Die Macht der Gewohnheit!

Manchmal schleichen sich im Alltag Gewohnheiten ein, die teilweise nicht mehr als angenehm sondern eher als belastend empfunden werden.

Viele Menschen kennen solche Gewohnheiten, wie z.B. beim Autofahren seinen Morgenkaffee (Coffee to go) zu trinken, anstatt sich morgens einige Minuten hinzusetzen und zu genießen. Oder auch die Angewohnheit zu haben, das Geschirr des Frühstückstisches vor der Arbeit nicht aufzuräumen sondern erst nach der Arbeit.

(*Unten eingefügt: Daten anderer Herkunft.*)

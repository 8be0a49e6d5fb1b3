//! Typed failures raised by the dashboard library

use std::path::PathBuf;
use thiserror::Error;

#[derive(Error, Debug)]
pub enum DashboardError {
    #[error("Required input file not found: {}", path.display())]
    MissingInput { path: PathBuf },

    #[error("Segment '{name}' is not present in the cluster summary")]
    MissingSegment { name: String },

    #[error("Unknown segment '{name}'; available: {}", available.join(", "))]
    UnknownSegment { name: String, available: Vec<String> },

    #[error("Invalid segment catalog: {0}")]
    InvalidCatalog(String),

    #[error("Cluster summary is empty")]
    EmptySummary,

    #[error("Column '{column}' in {} has a missing or invalid value", path.display())]
    InvalidColumn { column: String, path: PathBuf },

    #[error("CSV error: {0}")]
    Polars(#[from] polars::prelude::PolarsError),

    #[error("IO error: {0}")]
    Io(#[from] std::io::Error),

    #[error("Catalog parse error: {0}")]
    Serialization(#[from] serde_json::Error),
}

pub type DashboardResult<T> = Result<T, DashboardError>;
//! Segment catalog: cluster label names and the strategic roadmap copy
//!
//! The catalog is built once at startup and handed to every component by
//! reference. It never changes while the dashboard runs.

use crate::error::{DashboardError, DashboardResult};
use serde::{Deserialize, Serialize};
use std::collections::{BTreeMap, HashMap, HashSet};
use std::path::Path;

/// Insight and strategy text shown for a segment
#[derive(Debug, Clone, PartialEq, Eq, Serialize, Deserialize)]
pub struct StrategyEntry {
    pub insight: String,
    pub strategy: String,
}

/// One label→name assignment together with its roadmap text
#[derive(Debug, Clone, Serialize, Deserialize)]
pub struct SegmentDefinition {
    pub label: i64,
    pub name: String,
    #[serde(default)]
    pub insight: Option<String>,
    #[serde(default)]
    pub strategy: Option<String>,
}

#[derive(Debug, Clone, Deserialize)]
struct CatalogFile {
    best_label: i64,
    segments: Vec<SegmentDefinition>,
}

/// Immutable lookup tables for segment naming and strategy copy
#[derive(Debug, Clone)]
pub struct SegmentCatalog {
    names: BTreeMap<i64, String>,
    best_label: i64,
    roadmap: HashMap<String, StrategyEntry>,
}

impl SegmentCatalog {
    /// Build a catalog from explicit definitions.
    ///
    /// Fails when two labels share a name, a label appears twice, or the
    /// best-segment label has no definition.
    pub fn new(best_label: i64, segments: Vec<SegmentDefinition>) -> DashboardResult<Self> {
        let mut names = BTreeMap::new();
        let mut seen_names = HashSet::new();
        let mut roadmap = HashMap::new();

        for segment in segments {
            if !seen_names.insert(segment.name.clone()) {
                return Err(DashboardError::InvalidCatalog(format!(
                    "name '{}' is used by more than one label",
                    segment.name
                )));
            }
            if names.contains_key(&segment.label) {
                return Err(DashboardError::InvalidCatalog(format!(
                    "label {} is defined more than once",
                    segment.label
                )));
            }

            match (segment.insight, segment.strategy) {
                (Some(insight), Some(strategy)) => {
                    roadmap.insert(segment.name.clone(), StrategyEntry { insight, strategy });
                }
                (None, None) => {}
                _ => {
                    return Err(DashboardError::InvalidCatalog(format!(
                        "segment '{}' must define both insight and strategy, or neither",
                        segment.name
                    )));
                }
            }
            names.insert(segment.label, segment.name);
        }

        if !names.contains_key(&best_label) {
            return Err(DashboardError::InvalidCatalog(format!(
                "best label {} has no segment definition",
                best_label
            )));
        }

        Ok(Self {
            names,
            best_label,
            roadmap,
        })
    }

    /// Load a catalog override from a JSON file
    pub fn from_json_file(path: &Path) -> DashboardResult<Self> {
        let contents = std::fs::read_to_string(path)?;
        Self::from_json_str(&contents)
    }

    pub fn from_json_str(contents: &str) -> DashboardResult<Self> {
        let file: CatalogFile = serde_json::from_str(contents)?;
        Self::new(file.best_label, file.segments)
    }

    /// Display name for a cluster label; unmapped labels get `Cluster <label>`
    pub fn name_for(&self, label: i64) -> String {
        self.names
            .get(&label)
            .cloned()
            .unwrap_or_else(|| format!("Cluster {}", label))
    }

    pub fn is_mapped(&self, label: i64) -> bool {
        self.names.contains_key(&label)
    }

    /// Name of the segment whose share is reported as a KPI
    pub fn best_name(&self) -> String {
        self.name_for(self.best_label)
    }

    pub fn strategy_for(&self, name: &str) -> Option<&StrategyEntry> {
        self.roadmap.get(name)
    }

    pub fn labels(&self) -> impl Iterator<Item = i64> + '_ {
        self.names.keys().copied()
    }
}

impl Default for SegmentCatalog {
    fn default() -> Self {
        let segments = vec![
            SegmentDefinition {
                label: 0,
                name: "0 - Best Customers 🏆".to_string(),
                insight: Some(
                    "Highly engaged, driving the majority of revenue with very recent purchases \
                     and high Monetary value. Their metrics are significantly above the global average."
                        .to_string(),
                ),
                strategy: Some(
                    "Retention & Reward. Implement an exclusive VIP loyalty tier offering early \
                     access to sales and dedicated support. Goal: Maximize Lifetime Value (LTV) \
                     and solidify high purchase frequency."
                        .to_string(),
                ),
            },
            SegmentDefinition {
                label: 2,
                name: "2 - Growing Customers 📈".to_string(),
                insight: Some(
                    "These customers are the largest segment. They are recent buyers but their \
                     Frequency is currently moderate. They are prime candidates for long-term growth."
                        .to_string(),
                ),
                strategy: Some(
                    "Habit Formation & Conversion. Design targeted email automation campaigns \
                     focused on increasing purchase cadence. Use personalized product \
                     recommendations and small incentives to drive the second/third purchase."
                        .to_string(),
                ),
            },
            SegmentDefinition {
                label: 1,
                name: "1 - Hibernating Customers 💤".to_string(),
                insight: Some(
                    "Highly lapsed (average of ≈ 1 year since last purchase) and lowest spending. \
                     This segment is costly to market to with the lowest expected return."
                        .to_string(),
                ),
                strategy: Some(
                    "Selective Win-Back. Deploy a single, highly aggressive, last-chance offer \
                     (e.g., 25% off + free shipping) to a fraction of this segment. If they fail \
                     to re-engage, tag them as dormant to save marketing budget."
                        .to_string(),
                ),
            },
        ];

        // The built-in table is known to be consistent.
        match Self::new(0, segments) {
            Ok(catalog) => catalog,
            Err(e) => unreachable!("built-in segment catalog is invalid: {}", e),
        }
    }
}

Meistens sind diese Angewohnheiten, Streitpunkte zwischen Pärchen, die die Beziehung oft belasten.

Hier einige Tipps um dem entgegen zu wirken:

  1. Manche Gewohnheiten, wie z.B. das Autofahren, erledigen wir wie von selbst. Ohne nachzudenken, verändern wir den Gang und betätigen die Kupplung. Dies fällt uns nicht schwer, im Gegenteil: Es ist zu einer positiven Gewohnheit geworden, die uns nicht belastet. Der richtige Zeitpunkt um „schlechte“ Gewohnheiten zu durchbrechen, sind Momente, in denen wir völlig entspannt sind. So können Sie z.B. bei einem entspannten Saunagang entscheiden, mit dem Rauchen aufzuhören oder weniger Alkohol zu trinken. Je mehr ich entspanne, um so eher erreiche ich mein gewünschtes Ziel.
  2. Das neu gesetzte Ziel, wie z.B. in einem Monat eine bestimmte Summe zu sparen, sollte so formuliert sein, dass es einen Sinn ergibt, dieses Geld zu sparen. Es sollte zudem eine Summe sein, die auch gespart werden kann und nicht ein zu hohes Ziel festgesetzt werden.
  3. Neue Lebenssituationen wie eine Schwangerschaft oder eine starke Erkältung erleichtert es uns, eine Angewohnheit zu durchbrechen und das Ziel zu erreichen – wie hier das Rauchen abzugewöhnen.
  4. Wenn die Gewohnheiten durchbrochen wurden, dann belohnen Sie Ihren Erfolg und feiern Sie dies mit einer Belohnung, die Sie glücklich macht.
  5. Falls Sie Freunde/Verwandte haben, die ihre Gewohnheiten auch ändern möchten, dann motivieren Sie sich gegenseitig und loben Sie sich und die andere Person mit positiven Sprüchen und Anerkennung.